For hundreds of thousands of years, the ability of Homo sapiens to travel across vast distances and adapt to new environments has been key to our survival as a species. And yet this deep migratory impulse is being tested as never before. The number of international migrants has increased five decades in a row; still, many governments are making migration more difficult. Climate change and increased global conflict continue to create new migrants, while governments--building ever-stronger walls and raising barriers to progress--are harming the lives of migrants and threatening the future well-being of our societies.
In The Shortest History of Migration, visionary thinker Ian Goldin--Oxford professor of globalization, former adviser to Nelson Mandela, former vice president of the World Bank, and himself an emigrant--identifies key milestones that tell the story of human migration, spanning every age and continent. With over one hundred illustrations, including more than twenty-five maps, and using ancient records and the latest genetic research, Goldin's fast-paced account carefully examines the legacies of empire, slavery, and war. In unique immigrant spotlights throughout, he tells strange, terrible, and uplifting tales of individual migrants--a Jewish man saved by the Kindertransport, a Japanese gardener who lands in Lima, an escaped Irish convict worker on the road to Tasmania.

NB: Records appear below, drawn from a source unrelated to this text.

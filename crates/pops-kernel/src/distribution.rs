//! One-dimensional dispersal-distance distributions.
//!
//! Every law exposes the same three operations:
//!
//! | Operation     | Used by                                                |
//! |---------------|--------------------------------------------------------|
//! | `sample(rng)` | [`RadialKernel`](crate::RadialKernel), per disperser  |
//! | `pdf(x)`      | [`DeterministicKernel`](crate::DeterministicKernel) window weights |
//! | `icdf(p)`     | deterministic window radius (`icdf(dispersal_percentage)`) |
//!
//! Parameters are validated once, at construction.  After that, none of the
//! operations can fail: out-of-domain inputs yield `0.0` (pdf) or a boundary
//! value (icdf).
//!
//! # Parameter mapping from kernel configuration
//!
//! | Law               | `scale`        | `shape`          |
//! |-------------------|----------------|------------------|
//! | Cauchy            | scale          | –                |
//! | Exponential       | mean distance  | –                |
//! | ExponentialPower  | α (scale)      | β (shape)        |
//! | Gamma             | θ (scale)      | k (shape)        |
//! | HyperbolicSecant  | σ              | –                |
//! | Logistic          | s              | –                |
//! | LogNormal         | σ (of ln x)    | –                |
//! | Normal            | σ (mean 0)     | –                |
//! | PowerLaw          | x_min          | α (> 1)          |
//! | Weibull           | λ (scale)      | k (shape)        |

use std::f64::consts::{PI, SQRT_2};

use pops_core::SimRng;

use crate::math::{erf_inv, gamma, gamma_p, ln_gamma, standard_gamma, standard_normal};
use crate::{KernelError, KernelResult, KernelType};

/// Bisection steps for the numeric gamma quantile.
const GAMMA_ICDF_ITERATIONS: usize = 200;

#[derive(Copy, Clone, Debug, PartialEq)]
pub enum Distribution {
    Cauchy { scale: f64 },
    Exponential { scale: f64 },
    ExponentialPower { alpha: f64, beta: f64 },
    Gamma { shape: f64, scale: f64 },
    HyperbolicSecant { sigma: f64 },
    Logistic { scale: f64 },
    LogNormal { sigma: f64 },
    Normal { mean: f64, sigma: f64 },
    PowerLaw { xmin: f64, alpha: f64 },
    Weibull { shape: f64, scale: f64 },
}

fn positive(law: &'static str, name: &'static str, value: f64) -> KernelResult<f64> {
    if value.is_finite() && value > 0.0 {
        Ok(value)
    } else {
        Err(KernelError::InvalidParameter { law, name, value })
    }
}

impl Distribution {
    // ── Constructors ──────────────────────────────────────────────────────

    pub fn cauchy(scale: f64) -> KernelResult<Self> {
        Ok(Self::Cauchy { scale: positive("cauchy", "scale", scale)? })
    }

    pub fn exponential(scale: f64) -> KernelResult<Self> {
        Ok(Self::Exponential { scale: positive("exponential", "scale", scale)? })
    }

    pub fn exponential_power(alpha: f64, beta: f64) -> KernelResult<Self> {
        Ok(Self::ExponentialPower {
            alpha: positive("exponential-power", "scale", alpha)?,
            beta:  positive("exponential-power", "shape", beta)?,
        })
    }

    pub fn gamma(shape: f64, scale: f64) -> KernelResult<Self> {
        Ok(Self::Gamma {
            shape: positive("gamma", "shape", shape)?,
            scale: positive("gamma", "scale", scale)?,
        })
    }

    pub fn hyperbolic_secant(sigma: f64) -> KernelResult<Self> {
        Ok(Self::HyperbolicSecant { sigma: positive("hyperbolic-secant", "scale", sigma)? })
    }

    pub fn logistic(scale: f64) -> KernelResult<Self> {
        Ok(Self::Logistic { scale: positive("logistic", "scale", scale)? })
    }

    pub fn log_normal(sigma: f64) -> KernelResult<Self> {
        Ok(Self::LogNormal { sigma: positive("log-normal", "scale", sigma)? })
    }

    pub fn normal(mean: f64, sigma: f64) -> KernelResult<Self> {
        if !mean.is_finite() {
            return Err(KernelError::InvalidParameter { law: "normal", name: "mean", value: mean });
        }
        Ok(Self::Normal { mean, sigma: positive("normal", "scale", sigma)? })
    }

    pub fn power_law(xmin: f64, alpha: f64) -> KernelResult<Self> {
        let xmin = positive("power-law", "scale", xmin)?;
        if !(alpha.is_finite() && alpha > 1.0) {
            return Err(KernelError::InvalidParameter { law: "power-law", name: "shape", value: alpha });
        }
        Ok(Self::PowerLaw { xmin, alpha })
    }

    pub fn weibull(shape: f64, scale: f64) -> KernelResult<Self> {
        Ok(Self::Weibull {
            shape: positive("weibull", "shape", shape)?,
            scale: positive("weibull", "scale", scale)?,
        })
    }

    /// Build the law named by a kernel type from configured scale and shape.
    ///
    /// Fails for kernel types that are not distance distributions
    /// (uniform, deterministic-neighbor, network).
    pub fn from_kernel_type(kind: KernelType, scale: f64, shape: f64) -> KernelResult<Self> {
        match kind {
            KernelType::Cauchy => Self::cauchy(scale),
            KernelType::Exponential => Self::exponential(scale),
            KernelType::ExponentialPower => Self::exponential_power(scale, shape),
            KernelType::Gamma => Self::gamma(shape, scale),
            KernelType::HyperbolicSecant => Self::hyperbolic_secant(scale),
            KernelType::Logistic => Self::logistic(scale),
            KernelType::LogNormal => Self::log_normal(scale),
            KernelType::Normal => Self::normal(0.0, scale),
            KernelType::PowerLaw => Self::power_law(scale, shape),
            KernelType::Weibull => Self::weibull(shape, scale),
            other => Err(KernelError::Config(format!("{other} is not a distance distribution"))),
        }
    }

    pub fn name(&self) -> &'static str {
        match self {
            Self::Cauchy { .. } => "cauchy",
            Self::Exponential { .. } => "exponential",
            Self::ExponentialPower { .. } => "exponential-power",
            Self::Gamma { .. } => "gamma",
            Self::HyperbolicSecant { .. } => "hyperbolic-secant",
            Self::Logistic { .. } => "logistic",
            Self::LogNormal { .. } => "log-normal",
            Self::Normal { .. } => "normal",
            Self::PowerLaw { .. } => "power-law",
            Self::Weibull { .. } => "weibull",
        }
    }

    // ── Density ───────────────────────────────────────────────────────────

    /// Probability density at `x`.
    pub fn pdf(&self, x: f64) -> f64 {
        match *self {
            Self::Cauchy { scale } => 1.0 / (scale * PI * (1.0 + (x / scale).powi(2))),
            Self::Exponential { scale } => {
                if x < 0.0 { 0.0 } else { (-x / scale).exp() / scale }
            }
            Self::ExponentialPower { alpha, beta } => {
                beta / (2.0 * alpha * gamma(1.0 / beta)) * (-(x.abs() / alpha).powf(beta)).exp()
            }
            Self::Gamma { shape, scale } => {
                if x < 0.0 {
                    0.0
                } else if x == 0.0 {
                    match shape.partial_cmp(&1.0) {
                        Some(std::cmp::Ordering::Less) => f64::INFINITY,
                        Some(std::cmp::Ordering::Equal) => 1.0 / scale,
                        _ => 0.0,
                    }
                } else {
                    ((shape - 1.0) * x.ln() - x / scale - ln_gamma(shape) - shape * scale.ln()).exp()
                }
            }
            Self::HyperbolicSecant { sigma } => {
                1.0 / (2.0 * sigma) / (PI * x / (2.0 * sigma)).cosh()
            }
            Self::Logistic { scale } => {
                let e = (-x / scale).exp();
                e / (scale * (1.0 + e).powi(2))
            }
            Self::LogNormal { sigma } => {
                if x <= 0.0 {
                    0.0
                } else {
                    (-(x.ln().powi(2)) / (2.0 * sigma * sigma)).exp() / (x * sigma * (2.0 * PI).sqrt())
                }
            }
            Self::Normal { mean, sigma } => {
                (-0.5 * ((x - mean) / sigma).powi(2)).exp() / (sigma * (2.0 * PI).sqrt())
            }
            Self::PowerLaw { xmin, alpha } => {
                if x < xmin { 0.0 } else { (alpha - 1.0) / xmin * (x / xmin).powf(-alpha) }
            }
            Self::Weibull { shape, scale } => {
                if x < 0.0 {
                    0.0
                } else {
                    shape / scale * (x / scale).powf(shape - 1.0) * (-(x / scale).powf(shape)).exp()
                }
            }
        }
    }

    // ── Quantile ──────────────────────────────────────────────────────────

    /// Inverse CDF at probability `p` (clamped to `[0, 1]`).
    pub fn icdf(&self, p: f64) -> f64 {
        let p = p.clamp(0.0, 1.0);
        match *self {
            Self::Cauchy { scale } => scale * (PI * (p - 0.5)).tan(),
            Self::Exponential { scale } => -scale * (1.0 - p).ln(),
            Self::ExponentialPower { alpha, beta } => {
                let g = gamma_icdf(1.0 / beta, 1.0, 2.0 * (p - 0.5).abs());
                (p - 0.5).signum() * alpha * g.powf(1.0 / beta)
            }
            Self::Gamma { shape, scale } => gamma_icdf(shape, scale, p),
            Self::HyperbolicSecant { sigma } => 2.0 * sigma / PI * (PI * p / 2.0).tan().ln(),
            Self::Logistic { scale } => scale * (p / (1.0 - p)).ln(),
            Self::LogNormal { sigma } => (SQRT_2 * sigma * erf_inv(2.0 * p - 1.0)).exp(),
            Self::Normal { mean, sigma } => mean + sigma * SQRT_2 * erf_inv(2.0 * p - 1.0),
            Self::PowerLaw { xmin, alpha } => xmin * (1.0 - p).powf(1.0 / (1.0 - alpha)),
            Self::Weibull { shape, scale } => scale * (-(1.0 - p).ln()).powf(1.0 / shape),
        }
    }

    // ── Sampling ──────────────────────────────────────────────────────────

    /// Draw one variate.  Dispersal uses `sample(rng).abs()` as a distance.
    pub fn sample(&self, rng: &mut SimRng) -> f64 {
        match *self {
            Self::Gamma { shape, scale } => standard_gamma(rng, shape) * scale,
            Self::ExponentialPower { alpha, beta } => {
                let sign = if rng.gen_bool(0.5) { 1.0 } else { -1.0 };
                sign * alpha * standard_gamma(rng, 1.0 / beta).powf(1.0 / beta)
            }
            Self::LogNormal { sigma } => (sigma * standard_normal(rng)).exp(),
            Self::Normal { mean, sigma } => mean + sigma * standard_normal(rng),
            // Remaining laws invert a uniform draw.  U lies in [0, 1); zero is
            // nudged up since some quantiles diverge at p = 0.
            _ => {
                let u = rng.uniform();
                self.icdf(u.max(f64::MIN_POSITIVE))
            }
        }
    }
}

/// Quantile of Gamma(`shape`, `scale`) by bracketing and bisection on the
/// regularised incomplete gamma function.
fn gamma_icdf(shape: f64, scale: f64, p: f64) -> f64 {
    if p <= 0.0 {
        return 0.0;
    }
    if p >= 1.0 {
        return f64::INFINITY;
    }
    let mut lo = 0.0;
    let mut hi = shape.max(1.0);
    while gamma_p(shape, hi) < p {
        lo = hi;
        hi *= 2.0;
        if !hi.is_finite() {
            return f64::INFINITY;
        }
    }
    for _ in 0..GAMMA_ICDF_ITERATIONS {
        let mid = 0.5 * (lo + hi);
        if gamma_p(shape, mid) < p {
            lo = mid;
        } else {
            hi = mid;
        }
        if hi - lo <= f64::EPSILON * hi {
            break;
        }
    }
    0.5 * (lo + hi) * scale
}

Goldin also turns his attention to today's world. Blending his knowledge of economics and globalization, and incorporating lessons from history, Goldin offers a detailed picture of modern-day migration and lays out commonsense policies for countries grappling with it. At once an illuminating history and a vision for the future, The Shortest History of Migration is a moving portrait of humanity and a chance to learn from our past.